====== Source material ======

use std::io::{self, Read, Write};
use std::path::PathBuf;

use anyhow::{bail, Context, Result};
use bodykit::store::DEFAULT_BODY_FILE_DIR;
use bodykit::{Assembler, Body, BodyFileDir, SiblingPolicy, XmlConfig};
use clap::{Parser, Subcommand, ValueEnum};
use tracing::{debug, error};
use tracing_subscriber::EnvFilter;

mod collab;

use collab::{parse_var, ExampleSchema, VarEvaluator};

#[derive(Debug, Parser)]
#[command(
    name = "bodykit",
    version,
    about = "Transcode simple XML/JSON bodies and assemble request payloads"
)]
struct Args {
    #[command(subcommand)]
    command: Command,
}

#[derive(Debug, Subcommand)]
enum Command {
    /// Convert simple XML to pretty JSON
    XmlToJson(TranscodeArgs),
    /// Convert a JSON object of objects and strings to simple XML
    JsonToXml(TranscodeArgs),
    /// Assemble a body descriptor (JSON) into parameters and attachments
    Assemble(AssembleArgs),
}

#[derive(Debug, clap::Args)]
struct TranscodeArgs {
    /// Input file (defaults to stdin)
    #[arg(value_name = "INPUT")]
    input: Option<PathBuf>,
    /// Output file (defaults to stdout)
    #[arg(short, long, value_name = "OUTPUT")]
    output: Option<PathBuf>,
    /// What to do with repeated sibling tags
    #[arg(long, value_enum, default_value_t = SiblingArg::Overwrite)]
    siblings: SiblingArg,
}

#[derive(Debug, clap::Args)]
struct AssembleArgs {
    /// Descriptor file (defaults to stdin)
    #[arg(value_name = "DESCRIPTOR")]
    descriptor: Option<PathBuf>,
    /// Field name for file entries without a name
    #[arg(long, default_value = "request")]
    request_id: String,
    /// Directory holding uploaded body files
    #[arg(long, env = "BODYKIT_BODY_FILE_DIR", default_value = DEFAULT_BODY_FILE_DIR)]
    body_dir: PathBuf,
    /// Placeholder value for `${{ NAME }}`, may be repeated
    #[arg(long = "var", value_name = "NAME=VALUE", value_parser = parse_var)]
    vars: Vec<(String, String)>,
    /// What to do with repeated sibling tags in XML raw bodies
    #[arg(long, value_enum, default_value_t = SiblingArg::Overwrite)]
    siblings: SiblingArg,
    /// Output file (defaults to stdout)
    #[arg(short, long, value_name = "OUTPUT")]
    output: Option<PathBuf>,
}

#[derive(Clone, Copy, Debug, ValueEnum)]
enum SiblingArg {
    Overwrite,
    KeepFirst,
    Reject,
}

impl From<SiblingArg> for SiblingPolicy {
    fn from(value: SiblingArg) -> Self {
        match value {
            SiblingArg::Overwrite => SiblingPolicy::Overwrite,
            SiblingArg::KeepFirst => SiblingPolicy::KeepFirst,
            SiblingArg::Reject => SiblingPolicy::Reject,
        }
    }
}

fn main() {
    tracing_subscriber::fmt()
        .with_env_filter(
            EnvFilter::try_from_default_env().unwrap_or_else(|_| EnvFilter::new("info")),
        )
        .with_writer(io::stderr)
        .with_target(false)
        .without_time()
        .init();

    if let Err(e) = run(Args::parse()) {
        error!("{e:#}");
        std::process::exit(1);
    }
}

fn run(args: Args) -> Result<()> {
    match args.command {
        Command::XmlToJson(args) => {
            let input = read_input(&args.input)?;
            let config = XmlConfig::default().with_siblings(args.siblings.into());
            let tree = bodykit::xml::parse_with_config(&input, config)?;
            let mut output = bodykit::to_json_pretty(&tree);
            output.push('\n');
            write_output(&args.output, output.as_bytes())
        }
        Command::JsonToXml(args) => {
            let input = read_input(&args.input)?;
            let output = bodykit::json_to_xml(&input)?;
            write_output(&args.output, output.as_bytes())
        }
        Command::Assemble(args) => assemble(args),
    }
}

fn assemble(args: AssembleArgs) -> Result<()> {
    let input = read_input(&args.descriptor)?;
    let body: Body = serde_json::from_str(&input).context("failed to parse body descriptor")?;
    if !body.is_valid() {
        bail!("body descriptor has nothing to send");
    }
    debug!(vars = args.vars.len(), "assembling descriptor");

    let assembler = Assembler::new(
        VarEvaluator::new(args.vars),
        ExampleSchema,
        BodyFileDir::new(args.body_dir),
    )
    .with_xml_config(XmlConfig::default().with_siblings(args.siblings.into()));
    let assembled = assembler.assemble(&body, &args.request_id)?;

    let mut output = serde_json::to_string_pretty(&assembled)?;
    output.push('\n');
    write_output(&args.output, output.as_bytes())
}

fn read_input(path: &Option<PathBuf>) -> Result<String> {
    match path {
        Some(path) => std::fs::read_to_string(path)
            .with_context(|| format!("failed to read input file {}", path.display())),
        None => {
            let mut buffer = String::new();
            io::stdin()
                .read_to_string(&mut buffer)
                .context("failed to read stdin")?;
            if buffer.trim().is_empty() {
                bail!("no input provided on stdin");
            }
            Ok(buffer)
        }
    }
}

fn write_output(path: &Option<PathBuf>, data: &[u8]) -> Result<()> {
    match path {
        Some(path) => std::fs::write(path, data)
            .with_context(|| format!("failed to write output file {}", path.display())),
        None => {
            let mut stdout = io::stdout();
            stdout.write_all(data).context("failed to write stdout")?;
            Ok(())
        }
    }
}
//! Simple XML: nested elements and text leaves only
//!
//! Attributes, namespaces, CDATA, comments and mixed content are not
//! understood. Whitespace is not significant anywhere, including inside text.

pub mod parser;
pub mod serializer;
pub mod tokenizer;

pub use parser::{Config, Parser, SiblingPolicy};
pub use serializer::{serialize, XML_HEADER};

use crate::error::Result;
use crate::tree::Object;

/// Parse simple XML with the default configuration
pub fn parse(xml: &str) -> Result<Object> {
    Parser::new(xml).parse()
}

/// Parse simple XML with a custom configuration
pub fn parse_with_config(xml: &str, config: Config) -> Result<Object> {
    Parser::with_config(xml, config).parse()
}
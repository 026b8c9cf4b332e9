//! Splits simple XML text into begin tags, end tags and literal text
//!
//! The tokenizer is deliberately coarse: it drops the XML declaration,
//! removes every whitespace character (including inside text), and cuts the
//! remainder after each `>` and before each `</`.

/// Token produced by [`tokenize`]
#[derive(Clone, Debug, PartialEq, Eq)]
pub enum Token<'a> {
    /// `<name>`
    Begin(&'a str),
    /// `</name>`
    End(&'a str),
    /// Anything that is neither
    Text(&'a str),
}

/// Removes the XML declaration and all whitespace
///
/// Everything up to and including the first `?>` is dropped.
pub fn normalize(xml: &str) -> String {
    let body = match xml.find("?>") {
        Some(end) => xml.get(end + 2..).unwrap_or_default(),
        None => xml,
    };
    body.chars().filter(|c| !c.is_whitespace()).collect()
}

/// Splits normalized text into classified tokens
///
/// Empty pieces between adjacent boundaries are skipped.
pub fn tokenize(normalized: &str) -> Vec<Token<'_>> {
    let mut tokens = Vec::new();
    let mut start = 0;

    for (idx, ch) in normalized.char_indices() {
        if ch == '<' && normalized.get(idx + 1..idx + 2) == Some("/") {
            push_piece(&mut tokens, normalized.get(start..idx));
            start = idx;
        } else if ch == '>' {
            push_piece(&mut tokens, normalized.get(start..=idx));
            start = idx + 1;
        }
    }
    push_piece(&mut tokens, normalized.get(start..));

    tokens
}

fn push_piece<'a>(tokens: &mut Vec<Token<'a>>, piece: Option<&'a str>) {
    if let Some(piece) = piece.filter(|p| !p.is_empty()) {
        tokens.push(classify(piece));
    }
}

/// Classifies a piece by searching for `</name>` first, then `<name>`
pub fn classify(piece: &str) -> Token<'_> {
    if let Some(name) = find_tag(piece, "</") {
        Token::End(name)
    } else if let Some(name) = find_tag(piece, "<") {
        Token::Begin(name)
    } else {
        Token::Text(piece)
    }
}

/// Finds the first `{opener}name>` where name is zero or more word characters
fn find_tag<'a>(piece: &'a str, opener: &str) -> Option<&'a str> {
    let mut offset = 0;
    while let Some(found) = piece.get(offset..).and_then(|rest| rest.find(opener)) {
        let name_start = offset + found + opener.len();
        let rest = piece.get(name_start..)?;
        let name_len = rest
            .find(|c: char| !is_word_char(c))
            .unwrap_or(rest.len());
        if rest.get(name_len..name_len + 1) == Some(">") {
            return rest.get(..name_len);
        }
        offset = offset + found + 1;
    }
    None
}

fn is_word_char(c: char) -> bool {
    c.is_ascii_alphanumeric() || c == '_'
}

======

* _Task brief_: Search the entries above for the string "SiblingPolicy", and report each line where it occurs.

* _Response to the task_:
use bodykit::{Assembler, Body, BodyFileDir, SiblingPolicy, XmlConfig};
impl From<SiblingArg> for SiblingPolicy {
            SiblingArg::Overwrite => SiblingPolicy::Overwrite,
            SiblingArg::KeepFirst => SiblingPolicy::KeepFirst,
            SiblingArg::Reject => SiblingPolicy::Reject,
pub use parser::{Config, Parser, SiblingPolicy};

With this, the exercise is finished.